Dark Scavenger is a turn-based point-and-click adventure game. The game includes a crafting system, with over a hundred weapons that can be forged.

The game is centered on a nameless protagonist floating in space. The player is then visited by a God-like blob, before being rescued by three aliens known as "Dark Scavengers": Kamaho, a skeleton; Falsen, a green man with a perpetual grin; and Gazer, a mute alien. The player helps out the aliens fix and find a power supply for the ship.

==Development and release==
Dark Scavenger was developed and published by Psydra Games. It was first announced on May 26, 2011. The game was first conceived by Psydra Games' Project Designer Alex Gold while in high school. Originally created as a pen-and-paper RPG with the same name, the games lore and system from there while being modified heavily and simplified.

The game was featured in "The Leftfield Collection" at Rezzed in 2012. Michael Plant, writing for The Independent, called Dark Scavenger one of the best games at the event. In September 2012, It was part of a thirty-five game lineup at The Boston Festival of Indie Games. The game was later released for Steam Greenlight on May 16, 2014.

==Reception==
Dark Scavenger received generally positive reviews from video game critics. Matt Beaudette from Hardcore Gamer praised the games writing, describing it as "fantastic, brimming with wit and a fair amount of dark comedy". A writer for IndieStatik called it "one of the most genuinely funny, well-written games" they were played, comparing it to Grim Fandango and Monkey Island. Nick Tylwalk from Gamezebo found the game to be short but praised its replay value. Adam Smith from Rock, Paper, Shotgun said he would have loved the game if it came out for the Amiga, later saying it deserved cult classic status.

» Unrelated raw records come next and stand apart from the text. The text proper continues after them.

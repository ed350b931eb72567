use std::fmt;

use thiserror::Error;

/// 습구온도 반복 계산이 멈춘 원인.
#[derive(Debug, Clone, Copy, PartialEq, Eq)]
pub enum StopReason {
    /// 최대 반복 횟수 도달
    IterationLimit,
    /// 외부에서 지정한 시간 예산 초과
    TimeBudget,
    /// 시도값이 상관식 유효 온도 범위를 벗어남
    LeftDomain,
}

impl fmt::Display for StopReason {
    fn fmt(&self, f: &mut fmt::Formatter<'_>) -> fmt::Result {
        match self {
            StopReason::IterationLimit => write!(f, "최대 반복 횟수 도달"),
            StopReason::TimeBudget => write!(f, "시간 예산 초과"),
            StopReason::LeftDomain => write!(f, "유효 온도 범위 이탈"),
        }
    }
}

/// 습공기 물성 계산 중 발생 가능한 오류.
#[derive(Debug, Clone, PartialEq, Error)]
pub enum PsychroError {
    /// 상관식 범위를 벗어난 입력 (온도, 상대습도, 압력, 고도)
    #[error("입력값 오류 `{parameter}` = {value}: {reason}")]
    InvalidInput {
        parameter: &'static str,
        value: f64,
        reason: &'static str,
    },

    /// 수증기 분압이 대기압 이상이 되어 습도비 분모가 0 이하가 됨
    #[error(
        "물리적 한계 초과: 수증기압 {vapor_pressure_psi:.5} psia >= 대기압 {atmospheric_pressure_psi:.3} psia"
    )]
    PhysicalLimitExceeded {
        vapor_pressure_psi: f64,
        atmospheric_pressure_psi: f64,
    },

    /// 습구온도 반복 계산 수렴 실패
    #[error(
        "습구온도 수렴 실패({reason}): 반복 {iterations}회, 마지막 시도값 {last_trial_f} °F, 잔차 {residual:e}"
    )]
    ConvergenceFailure {
        iterations: usize,
        last_trial_f: f64,
        residual: f64,
        reason: StopReason,
    },
}

pub type Result<T> = std::result::Result<T, PsychroError>;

The visuals for the game was negatively received, with RPGFan's Luna Lee calling the graphics "poor". Matt Beaudette and Nick Tylwalk also pointed out the lack of moving graphics, with Tylwalk saying "the lack of actual moving graphics also undoubtedly will prove too stifling for some." Luna Lee also criticized the limited use of music in the game, finding it to be silent besides sound effects and music during battles.